Redemption of Warrants When the Price per Share of Class A Ordinary Share Equals or Exceeds $10.00 — Once the warrants become exercisable, the Company may redeem the outstanding warrants:

 

   

in whole and not in part;

 

   

at a price of $0.10 per warrant provided that the holder will be able to exercise their warrants on cashless basis prior to redemption and receive that number of shares based on the redemption date and the fair market value of the Class A ordinary shares;

 

   

upon a minimum of 30 days’ prior written notice of redemption; and

 

   

if, and only if, the last reported sale price of the Class A ordinary share equals or exceeds $10.00 per share (as adjusted for stock splits, stock dividends, reorganization, recapitalizations and the like) for any 10 trading days within a 20-trading day period ending on the third trading day prior to the date on which the Company sends the notice of redemption to the warrant holders.

The Private Placement Warrants will be identical to the Public Warrants underlying the Units being sold in the Proposed Public Offering, except that the Private Placement Warrants and the Class A ordinary shares issuable upon the exercise of the Private Placement Warrants will not be transferable, assignable or saleable until 30 days after the completion of a Business Combination, subject to certain limited exceptions. Additionally, the Private Placement Warrants will be exercisable on a cash or cashless basis and be non-redeemable so long as they are held by the initial purchasers or their permitted transferees. If the Private Placement Warrants are held by someone other than the initial purchasers or their permitted transferees, the Private Placement Warrants will be redeemable by the Company and exercisable by such holders on the same basis as the Public Warrants.

The Company will account for the 22,784,000 warrants to be issued in connection with the Proposed Public Offering (including 13,125,000 Public Warrants and 9,659,500 Private Placement Warrants assuming the underwriter’s over-allotment option is not exercised) in accordance with the guidance contained in ASC 815-40. Such guidance provides that because the warrants do not meet the criteria for equity treatment thereunder, each warrant must be recorded as a liability.

The accounting treatment of derivative financial instruments requires that the Company record a derivative liability upon the closing of the Proposed Public Offering.

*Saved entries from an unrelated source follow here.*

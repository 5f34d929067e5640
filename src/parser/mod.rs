//! Free-text swap instructions
//!
//! Parsing is a pluggable capability: anything that turns text into the
//! structured fields below can sit behind `InstructionParser`. Its output only
//! pre-fills a swap request; a `None` or partial result never blocks manual
//! entry.

mod pattern;

pub use pattern::PatternParser;

use crate::types::CurrencyId;

use async_trait::async_trait;
use serde::{Deserialize, Serialize};

/// Structured fields extracted from an instruction. Tokens are raw mentions,
/// not yet resolved against the catalog.
#[derive(Debug, Clone, Default, PartialEq, Serialize, Deserialize)]
#[serde(rename_all = "camelCase")]
pub struct ParsedInstruction {
    pub from_token: Option<String>,
    pub to_token: Option<String>,
    pub via_token: Option<String>,
    pub amount: Option<String>,
    pub destination_address: Option<String>,
    /// Network hint for the destination token
    pub network: Option<String>,
    /// Network hint stated explicitly for the source token
    pub source_network: Option<String>,
}

impl ParsedInstruction {
    pub fn is_empty(&self) -> bool {
        self == &ParsedInstruction::default()
    }
}

#[async_trait]
pub trait InstructionParser: Send + Sync {
    async fn parse(&self, text: &str, catalog: &[CurrencyId]) -> Option<ParsedInstruction>;
}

Accordingly, the Company will classify each warrant as a liability at its fair value and the warrants will be allocated a portion of the proceeds from the issuance of the Units equal to its fair value determined by the Monte Carlo simulation. This liability is subject to re-measurement at each balance sheet date. With each such re-measurement, the warrant liability will be adjusted to fair value, with the change in fair value recognized in the Company’s statement of operations. The Company will reassess the classification at each balance sheet date. If the classification changes as a result of events during the period, the warrants will be reclassified as of the date of the event that causes the reclassification.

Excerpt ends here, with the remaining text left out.